Not really no. There are various arguments (or proofs if you want) that attempt to establish the existence of God. Aquinas' 5 ways for example use change (1st), causality (2nd), contingency (3rd), degrees of being and transcendentals (4th) and final causality (5th) as premises in proofs that can in principle demonstrate the existence of something that just is necessary being itself (3rd), whose essence is its existence (2nd), that is intelligence analogously speaking (5th), that just is good (4th) and is purely actual (1st) and that is what classical theists call God. These arguments just fall within a greater scheme what can be labelled as natural secondary causes, powers etc.
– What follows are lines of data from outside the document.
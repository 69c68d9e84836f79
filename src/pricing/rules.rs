//! Cost-modifier rules and per-block rule evaluation.
//!
//! A rule is a matching scope plus an effect pair: one effect folds into the
//! running block cost, the other into the running base cost. Rules are
//! evaluated in configured order for every booked block; base effects apply
//! at most once per calculation, keyed by the rule key.

use std::collections::{BTreeMap, HashSet};

use chrono::{DateTime, Datelike, Duration, Months, NaiveDate, NaiveTime, Utc, Weekday};
use rust_decimal::Decimal;
use serde::{Deserialize, Serialize};

use crate::error::{PricingError, Result};
use crate::pricing::calculators::{apply_cost, CalculationPolicy};
use crate::pricing::models::PricingConfig;
use crate::pricing::requests::BookingRequest;

/// Arithmetic applied by a cost effect
#[derive(Debug, Clone, Copy, Default, PartialEq, Eq, Serialize, Deserialize)]
#[serde(rename_all = "snake_case")]
pub enum CostOperator {
    #[default]
    Plus,
    Minus,
    Times,
    Divide,
    /// Absolute value, replacing the running cost.
    Equals,
}

/// One half of a rule's effect pair
#[derive(Debug, Clone, Copy, PartialEq, Serialize, Deserialize)]
pub struct CostEffect {
    #[serde(default)]
    pub op: CostOperator,
    #[serde(default)]
    pub amount: Decimal,
}

impl CostEffect {
    /// Plus zero - leaves the running cost untouched.
    pub fn none() -> Self {
        CostEffect {
            op: CostOperator::Plus,
            amount: Decimal::ZERO,
        }
    }
}

/// Calendar anchoring of a time-of-day rule
#[derive(Debug, Clone, PartialEq, Eq, Serialize, Deserialize)]
#[serde(tag = "scope", rename_all = "snake_case")]
pub enum TimeAnchor {
    /// Every day.
    AnyDay,
    /// One weekday each week.
    Weekday { day: Weekday },
    /// Only days inside an explicit date range (inclusive).
    DateRange { from: NaiveDate, to: NaiveDate },
}

/// Recurring calendar-unit scope
#[derive(Debug, Clone, PartialEq, Eq, Serialize, Deserialize)]
#[serde(tag = "unit", rename_all = "snake_case")]
pub enum CalendarUnitScope {
    /// Calendar month number, 1-12, recurring yearly.
    Month { month: u32 },
    /// ISO week number, 1-53, recurring yearly.
    Week { week: u32 },
    /// Weekday, recurring weekly.
    Day { day: Weekday },
}

/// What a cost rule matches against
#[derive(Debug, Clone, PartialEq, Serialize, Deserialize)]
#[serde(tag = "kind", rename_all = "snake_case")]
pub enum RuleScope {
    /// Time-of-day window, minute/hour products only.
    TimeRange {
        anchor: TimeAnchor,
        from: NaiveTime,
        to: NaiveTime,
    },
    /// Recurring month/week/weekday. Scanned per calendar unit inside the
    /// block; every hit applies.
    CalendarUnit(CalendarUnitScope),
    /// Explicit date range (inclusive). Applies once per block at most.
    CustomDate { from: NaiveDate, to: NaiveDate },
    /// Total person count within `[from, to]`.
    PersonCount { from: u32, to: u32 },
    /// Explicitly requested duration within `[from, to]`.
    DurationCount { from: u32, to: u32 },
}

/// A single conditional cost-modifier rule
#[derive(Debug, Clone, PartialEq, Serialize, Deserialize)]
pub struct CostRule {
    /// Stable key; a rule's base effect applies at most once per calculation
    /// no matter how many blocks match.
    pub key: String,
    pub scope: RuleScope,
    #[serde(default = "CostEffect::none")]
    pub block_effect: CostEffect,
    #[serde(default = "CostEffect::none")]
    pub base_effect: CostEffect,
    /// When set and matched, the block's cost is replaced by this amount
    /// instead of accumulated.
    #[serde(default)]
    pub override_cost: Option<Decimal>,
}

impl CostRule {
    /// Reject malformed rule data up front; silent coercion mid-loop is a
    /// configuration error, not a tolerance.
    pub fn validate(&self) -> Result<()> {
        for effect in [&self.block_effect, &self.base_effect] {
            if effect.op == CostOperator::Divide && effect.amount == Decimal::ZERO {
                return Err(PricingError::invalid_config(format!(
                    "cost rule {}: division by zero",
                    self.key
                )));
            }
        }
        // Only calendar-unit and custom-date scopes record overrides; an
        // override anywhere else would be silently dropped.
        if self.override_cost.is_some()
            && !matches!(
                self.scope,
                RuleScope::CalendarUnit(_) | RuleScope::CustomDate { .. }
            )
        {
            return Err(PricingError::invalid_config(format!(
                "cost rule {}: override cost is only valid for calendar and custom date rules",
                self.key
            )));
        }
        match &self.scope {
            RuleScope::TimeRange {
                anchor: TimeAnchor::DateRange { from, to },
                ..
            } => {
                if from > to {
                    return Err(self.inverted_range());
                }
            }
            RuleScope::TimeRange { .. } => {}
            RuleScope::CalendarUnit(CalendarUnitScope::Month { month }) => {
                if !(1..=12).contains(month) {
                    return Err(PricingError::invalid_config(format!(
                        "cost rule {}: month {} out of range",
                        self.key, month
                    )));
                }
            }
            RuleScope::CalendarUnit(CalendarUnitScope::Week { week }) => {
                if !(1..=53).contains(week) {
                    return Err(PricingError::invalid_config(format!(
                        "cost rule {}: week {} out of range",
                        self.key, week
                    )));
                }
            }
            RuleScope::CalendarUnit(CalendarUnitScope::Day { .. }) => {}
            RuleScope::CustomDate { from, to } => {
                if from > to {
                    return Err(self.inverted_range());
                }
            }
            RuleScope::PersonCount { from, to } | RuleScope::DurationCount { from, to } => {
                if from > to {
                    return Err(self.inverted_range());
                }
            }
        }
        Ok(())
    }

    fn inverted_range(&self) -> PricingError {
        PricingError::invalid_config(format!("cost rule {}: inverted range", self.key))
    }
}

/// One booked block's half-open span
#[derive(Debug, Clone, Copy)]
pub struct BlockSpan {
    pub start: DateTime<Utc>,
    pub end: DateTime<Utc>,
}

/// Bookkeeping scoped to one calculation call.
///
/// Never shared across invocations; concurrent calculations each own one.
#[derive(Debug)]
pub(crate) struct CalculationState {
    /// Running base cost, mutated by matched base effects.
    pub base_cost: Decimal,
    applied_base_rules: HashSet<String>,
    /// Override amounts keyed by block start, first rule wins per block.
    pub override_blocks: BTreeMap<DateTime<Utc>, Decimal>,
}

impl CalculationState {
    pub fn new(base_cost: Decimal) -> Self {
        CalculationState {
            base_cost,
            applied_base_rules: HashSet::new(),
            override_blocks: BTreeMap::new(),
        }
    }

    /// Fold a rule's base effect into the running base cost, at most once per
    /// rule key across the whole calculation.
    pub fn apply_base_effect(&mut self, effect: &CostEffect, rule_key: &str) {
        if self.applied_base_rules.contains(rule_key) {
            return;
        }
        self.applied_base_rules.insert(rule_key.to_string());
        self.base_cost = apply_cost(self.base_cost, effect.op, effect.amount);
    }

    fn record_override(&mut self, block_start: DateTime<Utc>, amount: Decimal) {
        self.override_blocks.entry(block_start).or_insert(amount);
    }
}

/// Match and fold every applicable rule into one block's cost.
///
/// Returns the rule-modified block cost; base effects and overrides land in
/// `state`. With `apply_multiple_rules_per_block` disabled, evaluation stops
/// at the first rule that matched.
pub(crate) fn evaluate_block(
    span: &BlockSpan,
    mut block_cost: Decimal,
    request: &BookingRequest,
    config: &PricingConfig,
    policy: &CalculationPolicy,
    reference_year: i32,
    state: &mut CalculationState,
) -> Decimal {
    for rule in &config.cost_rules {
        let mut rule_applied = false;

        match &rule.scope {
            RuleScope::TimeRange { anchor, from, to } => {
                if config.duration_unit.is_time_granularity()
                    && time_range_matches(span, anchor, *from, *to)
                {
                    block_cost = apply_cost(block_cost, rule.block_effect.op, rule.block_effect.amount);
                    state.apply_base_effect(&rule.base_effect, &rule.key);
                    rule_applied = true;
                }
            }
            RuleScope::CalendarUnit(unit) => {
                // Each calendar hit inside the block applies, unlike custom
                // date ranges which apply once (see below).
                for _ in 0..calendar_unit_hits(unit, span, reference_year) {
                    block_cost = apply_cost(block_cost, rule.block_effect.op, rule.block_effect.amount);
                    state.apply_base_effect(&rule.base_effect, &rule.key);
                    if let Some(amount) = rule.override_cost {
                        state.record_override(span.start, amount);
                    }
                    rule_applied = true;
                }
            }
            RuleScope::CustomDate { from, to } => {
                // First matching day only; a block overlapping several days of
                // the range must not compound the effect.
                if custom_date_matches(span, *from, *to) {
                    block_cost = apply_cost(block_cost, rule.block_effect.op, rule.block_effect.amount);
                    state.apply_base_effect(&rule.base_effect, &rule.key);
                    if let Some(amount) = rule.override_cost {
                        state.record_override(span.start, amount);
                    }
                    rule_applied = true;
                }
            }
            RuleScope::PersonCount { from, to } => {
                if request.has_persons() {
                    let total = request.total_persons();
                    if *from <= total && total <= *to {
                        block_cost =
                            apply_cost(block_cost, rule.block_effect.op, rule.block_effect.amount);
                        state.apply_base_effect(&rule.base_effect, &rule.key);
                        rule_applied = true;
                    }
                }
            }
            RuleScope::DurationCount { from, to } => {
                if let Some(duration) = request.duration.filter(|d| *d > 0) {
                    if *from <= duration && duration <= *to {
                        block_cost =
                            apply_cost(block_cost, rule.block_effect.op, rule.block_effect.amount);
                        state.apply_base_effect(&rule.base_effect, &rule.key);
                        rule_applied = true;
                    }
                }
            }
        }

        if rule_applied && !policy.apply_multiple_rules_per_block {
            break;
        }
    }

    block_cost
}

/// Time-of-day window match, anchored to the block's start date.
///
/// A window whose end does not lie after its start wraps past midnight
/// (e.g. 22:00 through 06:00 the next morning) and matches when the block
/// extends past the wrap point, sits in the evening arm, or sits in the
/// early-morning arm. A normal window requires full containment.
fn time_range_matches(span: &BlockSpan, anchor: &TimeAnchor, from: NaiveTime, to: NaiveTime) -> bool {
    let start_date = span.start.date_naive();

    match anchor {
        TimeAnchor::AnyDay => {}
        TimeAnchor::Weekday { day } => {
            if *day != span.start.weekday() {
                return false;
            }
        }
        TimeAnchor::DateRange { from, to } => {
            if start_date < *from || start_date > *to {
                return false;
            }
        }
    }

    let rule_start = start_date.and_time(from);
    let rule_end = start_date.and_time(to);
    let block_start = span.start.naive_utc();
    let block_end = span.end.naive_utc();

    if rule_end <= rule_start {
        block_end > rule_start
            || (block_start >= rule_start && block_end >= rule_end)
            || (block_start <= rule_start && block_end <= rule_end)
    } else {
        block_start >= rule_start && block_end <= rule_end
    }
}

/// Count how often a recurring calendar scope occurs while stepping through
/// the block one unit at a time (inclusive start, exclusive end).
fn calendar_unit_hits(scope: &CalendarUnitScope, span: &BlockSpan, reference_year: i32) -> u32 {
    let mut hits = 0;
    let mut check = span.start;

    while check < span.end {
        let matched = match scope {
            CalendarUnitScope::Month { month } => {
                let mut value = check.month();
                // Recurring monthly rules stay keyed 1-12 however far out the
                // block lands; 12 folds to 12, not 0.
                if check.year() > reference_year {
                    value = (value + 12) % 12;
                    if value == 0 {
                        value = 12;
                    }
                }
                value == *month
            }
            CalendarUnitScope::Week { week } => check.iso_week().week() == *week,
            CalendarUnitScope::Day { day } => check.weekday() == *day,
        };
        if matched {
            hits += 1;
        }

        let next = match scope {
            CalendarUnitScope::Month { .. } => check.checked_add_months(Months::new(1)),
            CalendarUnitScope::Week { .. } => check.checked_add_signed(Duration::weeks(1)),
            CalendarUnitScope::Day { .. } => check.checked_add_signed(Duration::days(1)),
        };
        match next {
            Some(next) => check = next,
            None => break,
        }
    }

    hits
}

/// Day-by-day scan for a custom date range; true at the first day inside it.
fn custom_date_matches(span: &BlockSpan, from: NaiveDate, to: NaiveDate) -> bool {
    let mut check = span.start;
    while check < span.end {
        let day = check.date_naive();
        if day >= from && day <= to {
            return true;
        }
        match check.checked_add_signed(Duration::days(1)) {
            Some(next) => check = next,
            None => break,
        }
    }
    false
}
And the system as a whole is just normal and natural for the theist.
The only possible cause where a deity MIGHT logically be involved is at the beginning, the Big Bang, the First Cause.
Again, definitions here might cause us to talk past each other. Classical theism does not need a universe that has a beginning. In fact the arguments for the existence of God don't even rely on a universe that has a beginning.
The BB was a singularity and we can probably never know anything about what caused that event, but everything thereafter can be seen to follow the laws that came into being at that time(plus a bit of uncertainty coming from the Quantum).
If, for arguments sake there is no event before the big bang, all it would imply is that it had no per accidens cause. This does not imply that it had no per se cause.
If you want to believe(as Ben Franklin, Thomas Jefferson and many more of our Founding Fathers did)that some deity was the cause I have no way of disputing that, though I doubt it. Deities were our way of explaining everything in the world only as long as we were ignorant of the processes of Nature. Once it was understood that thunder was not caused by Thor's hammer Thor didn't stick around long, your necessary deity is not so necessary anymore, either. We have better explanations for all the things that deity was thought necessary for, unless you are saying the Universe itself("That entity for which no greater can be conceived")is that Deity(ala Spinoza and Einstein), but I doubt that, too.
There is a difference between saying something is a necessary being and saying something is necessary for something.